6. Lascaux Cave Paintings // Montignac, France
In 1940, a group of teenage boys stumbled upon a cave filled with prehistoric artworks. The boys were so moved by the art that they camped outside the cave for a week just to protect the paintings inside. Eventually, they told a trusted teacher about their find—which turned out to be one of the most important discoveries in the history of art. The extensive paintings of bulls, deer, and other prehistoric animals are estimated to be about 17,000 years old and demonstrate that Stone Age peoples grasped the complexity of figurative art.

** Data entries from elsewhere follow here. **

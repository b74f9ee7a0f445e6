use std::ops::{Deref, DerefMut};

use chrono::{DateTime, Utc};
use mongodb::bson::serde_helpers::chrono_datetime_as_bson_datetime;
use serde::{Deserialize, Serialize};

use crate::model::{
    api::election::ElectionSpec,
    common::election::{ElectionId, ElectionState, ElectionType},
};

/// Core election data, as stored in the database.
#[derive(Debug, Clone, PartialEq, Eq, Serialize, Deserialize)]
pub struct ElectionCore {
    /// Election title.
    pub title: String,
    /// The office being elected.
    pub election_type: ElectionType,
    /// Lifecycle state.
    pub state: ElectionState,
    /// Voting window start.
    #[serde(with = "chrono_datetime_as_bson_datetime")]
    pub start_time: DateTime<Utc>,
    /// Voting window end. Active elections are finalized automatically at this time.
    #[serde(with = "chrono_datetime_as_bson_datetime")]
    pub end_time: DateTime<Utc>,
    /// Time slot, present iff the election type is slotted.
    pub slot: Option<String>,
    /// May a vote be cast without choosing a candidate?
    pub allows_blank_vote: bool,
    /// Number of people enabled to vote in this election.
    pub enabled_voters: u32,
    /// Number of votes cast so far.
    pub votes_cast: u32,
    /// Shared by every election of the same sibling set; see [`ElectionType::sibling_key`].
    pub sibling_key: String,
}

/// An election from the database, with its unique ID.
#[derive(Debug, Clone, PartialEq, Eq, Serialize, Deserialize)]
pub struct Election {
    #[serde(rename = "_id")]
    pub id: ElectionId,
    #[serde(flatten)]
    pub election: ElectionCore,
}

impl Election {
    /// Create a new election in `configuracion` from an already-validated spec.
    pub fn new(id: ElectionId, spec: ElectionSpec) -> Self {
        let slot = spec
            .slot
            .map(|slot| slot.trim().to_string())
            .filter(|slot| !slot.is_empty());
        let sibling_key = spec
            .election_type
            .sibling_key(id, &spec.title, slot.as_deref());
        Self {
            id,
            election: ElectionCore {
                title: spec.title.trim().to_string(),
                election_type: spec.election_type,
                state: ElectionState::Configuracion,
                start_time: spec.start_time,
                end_time: spec.end_time,
                slot,
                allows_blank_vote: spec.allows_blank_vote,
                enabled_voters: 0,
                votes_cast: 0,
                sibling_key,
            },
        }
    }
}

impl Deref for Election {
    type Target = ElectionCore;

    fn deref(&self) -> &Self::Target {
        &self.election
    }
}

impl DerefMut for Election {
    fn deref_mut(&mut self) -> &mut Self::Target {
        &mut self.election
    }
}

7. Shell Engravings Around a Half-Million Years Old // Java, Indonesia
Dutch anatomist Eugène Dubois discovered the first Homo erectus fossils in Indonesia in 1891. At the same time, he found an engraved mussel shell that then remained in a museum drawer for more than a century. In a 2014 study in Nature, researchers dated the engraved lines on the shell to between 430,000 and 540,000 years ago. The findings suggested that H. erectus was capable of sophisticated and complex ideas as well as abstract thought.
8. A 40,000-Year-Old Lion Man Sculpture // Baden-Württemberg, Germany
Discovered in 1939 by geologist Otto Völzing, the Löwenmensch figurine is made from mammoth ivory and depicts a half-human, half-lion being. Standing just over a foot tall, it was carved about 40,000 years ago during the Aurignacian period—the same era in which the Chauvet cave paintings were made—and is the oldest non-human figurine ever found. It may represent a deity. The figurine, along with other evidence in the cave, may be the oldest known evidence of religious belief.
9. The Oldest Known Musical Instruments // Schelklingen, Germany and Cerkno, Slovenia
Our love of music isn’t a new phenomenon. In 2008, a team led by archaeologist Nicholas Conard found a number of flutes in a cave in Southwestern Germany. The tiny flutes were made of mammoth ivory and created about 40,000 years ago by anatomically modern humans in a period of prehistory called the Basal Aurignacian. However, there’s evidence that Neanderthals played music thousands of years before those flutes were created.
Found in Slovenia in 1995, the Neanderthal-made flute was made out of the thigh bone of a prehistoric cave bear. The flute was made about 60,000 years ago and is the oldest known musical instrument in the world. The act of creating a physical instrument, combined with the distinct musical intelligence required to understand concepts like rhythm, tempo, and melody, suggest Neanderthals were more sophisticated than we knew. Finds like these further support the idea that artistic expression isn’t just for Homo sapiens.